//! Run requests, run summaries and cancellation

use crate::error::{EngineError, Result};
use crate::types::{Game, GameId, RunId, RunMode, SeasonId};
use serde::{Deserialize, Serialize};
use std::collections::BTreeSet;
use std::sync::atomic::{AtomicBool, Ordering};
use std::sync::Arc;

fn default_apply_decay() -> bool {
    true
}

/// What a caller asks the processor to do
#[derive(Debug, Clone, PartialEq, Serialize, Deserialize)]
pub struct RunRequest {
    pub mode: RunMode,
    /// Seasons in scope, empty for every season
    #[serde(default)]
    pub seasons: Vec<SeasonId>,
    /// Turn inactivity decay off for this run even if configured on
    #[serde(default = "default_apply_decay")]
    pub apply_decay: bool,
    /// Overrides the configured first season index
    #[serde(default)]
    pub start_index: Option<usize>,
    /// Games that count toward totals but not toward ratings
    #[serde(default)]
    pub rating_excluded: BTreeSet<GameId>,
}

impl RunRequest {
    pub fn new(mode: RunMode) -> Self {
        Self {
            mode,
            seasons: Vec::new(),
            apply_decay: true,
            start_index: None,
            rating_excluded: BTreeSet::new(),
        }
    }

    pub fn full() -> Self {
        Self::new(RunMode::Full)
    }

    pub fn incremental() -> Self {
        Self::new(RunMode::Incremental)
    }

    pub fn with_seasons(mut self, seasons: Vec<SeasonId>) -> Self {
        self.seasons = seasons;
        self
    }

    pub fn without_decay(mut self) -> Self {
        self.apply_decay = false;
        self
    }

    pub fn starting_at(mut self, index: usize) -> Self {
        self.start_index = Some(index);
        self
    }

    pub fn excluding_from_rating(mut self, game_ids: impl IntoIterator<Item = GameId>) -> Self {
        self.rating_excluded.extend(game_ids);
        self
    }

    pub fn validate(&self) -> Result<()> {
        if self.seasons.iter().any(|s| s.trim().is_empty()) {
            return Err(EngineError::InvalidRequest {
                reason: "Season ids cannot be empty".to_string(),
            }
            .into());
        }
        Ok(())
    }
}

/// States of the chronological processor
#[derive(Debug, Clone, Copy, PartialEq, Eq, Serialize, Deserialize)]
#[serde(rename_all = "snake_case")]
pub enum ProcessorState {
    AwaitingRound,
    ProcessingRound,
    SnapshotPending,
    Done,
    Failed,
}

impl ProcessorState {
    pub fn as_str(&self) -> &'static str {
        match self {
            ProcessorState::AwaitingRound => "awaiting_round",
            ProcessorState::ProcessingRound => "processing_round",
            ProcessorState::SnapshotPending => "snapshot_pending",
            ProcessorState::Done => "done",
            ProcessorState::Failed => "failed",
        }
    }
}

impl std::fmt::Display for ProcessorState {
    fn fmt(&self, f: &mut std::fmt::Formatter<'_>) -> std::fmt::Result {
        f.write_str(self.as_str())
    }
}

/// Why a game did not feed the rating update
#[derive(Debug, Clone, Copy, PartialEq, Eq, Hash, Serialize, Deserialize)]
#[serde(rename_all = "snake_case")]
pub enum SkipReason {
    /// A score is missing
    Incomplete,
    /// The game has no home or away team reference
    MissingTeamReference,
    /// A referenced team document does not exist
    MissingTeam,
    EmptyRoster,
    TiedScore,
    /// The same player is listed on both rosters
    SharedPlayer,
    /// Excluded by the caller; totals still count
    RatingExcluded,
}

impl SkipReason {
    pub fn as_str(&self) -> &'static str {
        match self {
            SkipReason::Incomplete => "incomplete",
            SkipReason::MissingTeamReference => "missing_team_reference",
            SkipReason::MissingTeam => "missing_team",
            SkipReason::EmptyRoster => "empty_roster",
            SkipReason::TiedScore => "tied_score",
            SkipReason::SharedPlayer => "shared_player",
            SkipReason::RatingExcluded => "rating_excluded",
        }
    }
}

impl std::fmt::Display for SkipReason {
    fn fmt(&self, f: &mut std::fmt::Formatter<'_>) -> std::fmt::Result {
        f.write_str(self.as_str())
    }
}

#[derive(Debug, Clone, PartialEq, Eq, Serialize, Deserialize)]
pub struct SkippedGame {
    pub game_id: GameId,
    pub season_id: SeasonId,
    pub reason: SkipReason,
}

impl SkippedGame {
    pub fn new(game: &Game, reason: SkipReason) -> Self {
        Self {
            game_id: game.id.clone(),
            season_id: game.season_id.clone(),
            reason,
        }
    }
}

/// Structured result of a calculation run
#[derive(Debug, Clone, PartialEq, Serialize, Deserialize)]
pub struct RunSummary {
    pub run_id: RunId,
    pub mode: RunMode,
    pub seasons: Vec<SeasonId>,
    pub final_state: ProcessorState,
    pub rounds_processed: usize,
    /// Rounds filtered out as already calculated
    pub rounds_skipped: usize,
    pub games_processed: usize,
    pub games_skipped: Vec<SkippedGame>,
    pub snapshots_written: usize,
    pub players_ranked: usize,
    pub ranking_batches: usize,
    pub cancelled: bool,
}

impl RunSummary {
    pub fn new(run_id: RunId, mode: RunMode, seasons: Vec<SeasonId>) -> Self {
        Self {
            run_id,
            mode,
            seasons,
            final_state: ProcessorState::AwaitingRound,
            rounds_processed: 0,
            rounds_skipped: 0,
            games_processed: 0,
            games_skipped: Vec::new(),
            snapshots_written: 0,
            players_ranked: 0,
            ranking_batches: 0,
            cancelled: false,
        }
    }

    pub fn skipped(&self, reason: SkipReason) -> usize {
        self.games_skipped
            .iter()
            .filter(|s| s.reason == reason)
            .count()
    }
}

/// Cloneable flag checked by the processor between rounds
#[derive(Debug, Clone, Default)]
pub struct CancellationHandle {
    cancelled: Arc<AtomicBool>,
}

impl CancellationHandle {
    pub fn new() -> Self {
        Self::default()
    }

    pub fn cancel(&self) {
        self.cancelled.store(true, Ordering::SeqCst);
    }

    pub fn is_cancelled(&self) -> bool {
        self.cancelled.load(Ordering::SeqCst)
    }
}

**Exercise aim**.
Would you write out the data exactly as it reads?

**Answer area**.
//! Run requests, run summaries and cancellation

use crate::error::{EngineError, Result};
use crate::types::{Game, GameId, RunId, RunMode, SeasonId};
use serde::{Deserialize, Serialize};
use std::collections::BTreeSet;
use std::sync::atomic::{AtomicBool, Ordering};
use std::sync::Arc;

fn default_apply_decay() -> bool {
    true
}

/// What a caller asks the processor to do
#[derive(Debug, Clone, PartialEq, Serialize, Deserialize)]
pub struct RunRequest {
    pub mode: RunMode,
    /// Seasons in scope, empty for every season
    #[serde(default)]
    pub seasons: Vec<SeasonId>,
    /// Turn inactivity decay off for this run even if configured on
    #[serde(default = "default_apply_decay")]
    pub apply_decay: bool,
    /// Overrides the configured first season index
    #[serde(default)]
    pub start_index: Option<usize>,
    /// Games that count toward totals but not toward ratings
    #[serde(default)]
    pub rating_excluded: BTreeSet<GameId>,
}

impl RunRequest {
    pub fn new(mode: RunMode) -> Self {
        Self {
            mode,
            seasons: Vec::new(),
            apply_decay: true,
            start_index: None,
            rating_excluded: BTreeSet::new(),
        }
    }

    pub fn full() -> Self {
        Self::new(RunMode::Full)
    }

    pub fn incremental() -> Self {
        Self::new(RunMode::Incremental)
    }

    pub fn with_seasons(mut self, seasons: Vec<SeasonId>) -> Self {
        self.seasons = seasons;
        self
    }

    pub fn without_decay(mut self) -> Self {
        self.apply_decay = false;
        self
    }

    pub fn starting_at(mut self, index: usize) -> Self {
        self.start_index = Some(index);
        self
    }

    pub fn excluding_from_rating(mut self, game_ids: impl IntoIterator<Item = GameId>) -> Self {
        self.rating_excluded.extend(game_ids);
        self
    }

    pub fn validate(&self) -> Result<()> {
        if self.seasons.iter().any(|s| s.trim().is_empty()) {
            return Err(EngineError::InvalidRequest {
                reason: "Season ids cannot be empty".to_string(),
            }
            .into());
        }
        Ok(())
    }
}

/// States of the chronological processor
#[derive(Debug, Clone, Copy, PartialEq, Eq, Serialize, Deserialize)]
#[serde(rename_all = "snake_case")]
pub enum ProcessorState {
    AwaitingRound,
    ProcessingRound,
    SnapshotPending,
    Done,
    Failed,
}

impl ProcessorState {
    pub fn as_str(&self) -> &'static str {
        match self {
            ProcessorState::AwaitingRound => "awaiting_round",
            ProcessorState::ProcessingRound => "processing_round",
            ProcessorState::SnapshotPending => "snapshot_pending",
            ProcessorState::Done => "done",
            ProcessorState::Failed => "failed",
        }
    }
}

impl std::fmt::Display for ProcessorState {
    fn fmt(&self, f: &mut std::fmt::Formatter<'_>) -> std::fmt::Result {
        f.write_str(self.as_str())
    }
}

/// Why a game did not feed the rating update
#[derive(Debug, Clone, Copy, PartialEq, Eq, Hash, Serialize, Deserialize)]
#[serde(rename_all = "snake_case")]
pub enum SkipReason {
    /// A score is missing
    Incomplete,
    /// The game has no home or away team reference
    MissingTeamReference,
    /// A referenced team document does not exist
    MissingTeam,
    EmptyRoster,
    TiedScore,
    /// The same player is listed on both rosters
    SharedPlayer,
    /// Excluded by the caller; totals still count
    RatingExcluded,
}

impl SkipReason {
    pub fn as_str(&self) -> &'static str {
        match self {
            SkipReason::Incomplete => "incomplete",
            SkipReason::MissingTeamReference => "missing_team_reference",
            SkipReason::MissingTeam => "missing_team",
            SkipReason::EmptyRoster => "empty_roster",
            SkipReason::TiedScore => "tied_score",
            SkipReason::SharedPlayer => "shared_player",
            SkipReason::RatingExcluded => "rating_excluded",
        }
    }
}

impl std::fmt::Display for SkipReason {
    fn fmt(&self, f: &mut std::fmt::Formatter<'_>) -> std::fmt::Result {
        f.write_str(self.as_str())
    }
}

#[derive(Debug, Clone, PartialEq, Eq, Serialize, Deserialize)]
pub struct SkippedGame {
    pub game_id: GameId,
    pub season_id: SeasonId,
    pub reason: SkipReason,
}

impl SkippedGame {
    pub fn new(game: &Game, reason: SkipReason) -> Self {
        Self {
            game_id: game.id.clone(),
            season_id: game.season_id.clone(),
            reason,
        }
    }
}

/// Structured result of a calculation run
#[derive(Debug, Clone, PartialEq, Serialize, Deserialize)]
pub struct RunSummary {
    pub run_id: RunId,
    pub mode: RunMode,
    pub seasons: Vec<SeasonId>,
    pub final_state: ProcessorState,
    pub rounds_processed: usize,
    /// Rounds filtered out as already calculated
    pub rounds_skipped: usize,
    pub games_processed: usize,
    pub games_skipped: Vec<SkippedGame>,
    pub snapshots_written: usize,
    pub players_ranked: usize,
    pub ranking_batches: usize,
    pub cancelled: bool,
}

impl RunSummary {
    pub fn new(run_id: RunId, mode: RunMode, seasons: Vec<SeasonId>) -> Self {
        Self {
            run_id,
            mode,
            seasons,
            final_state: ProcessorState::AwaitingRound,
            rounds_processed: 0,
            rounds_skipped: 0,
            games_processed: 0,
            games_skipped: Vec::new(),
            snapshots_written: 0,
            players_ranked: 0,
            ranking_batches: 0,
            cancelled: false,
        }
    }

    pub fn skipped(&self, reason: SkipReason) -> usize {
        self.games_skipped
            .iter()
            .filter(|s| s.reason == reason)
            .count()
    }
}

/// Cloneable flag checked by the processor between rounds
#[derive(Debug, Clone, Default)]
pub struct CancellationHandle {
    cancelled: Arc<AtomicBool>,
}

impl CancellationHandle {
    pub fn new() -> Self {
        Self::default()
    }

    pub fn cancel(&self) {
        self.cancelled.store(true, Ordering::SeqCst);
    }

    pub fn is_cancelled(&self) -> bool {
        self.cancelled.load(Ordering::SeqCst)
    }
}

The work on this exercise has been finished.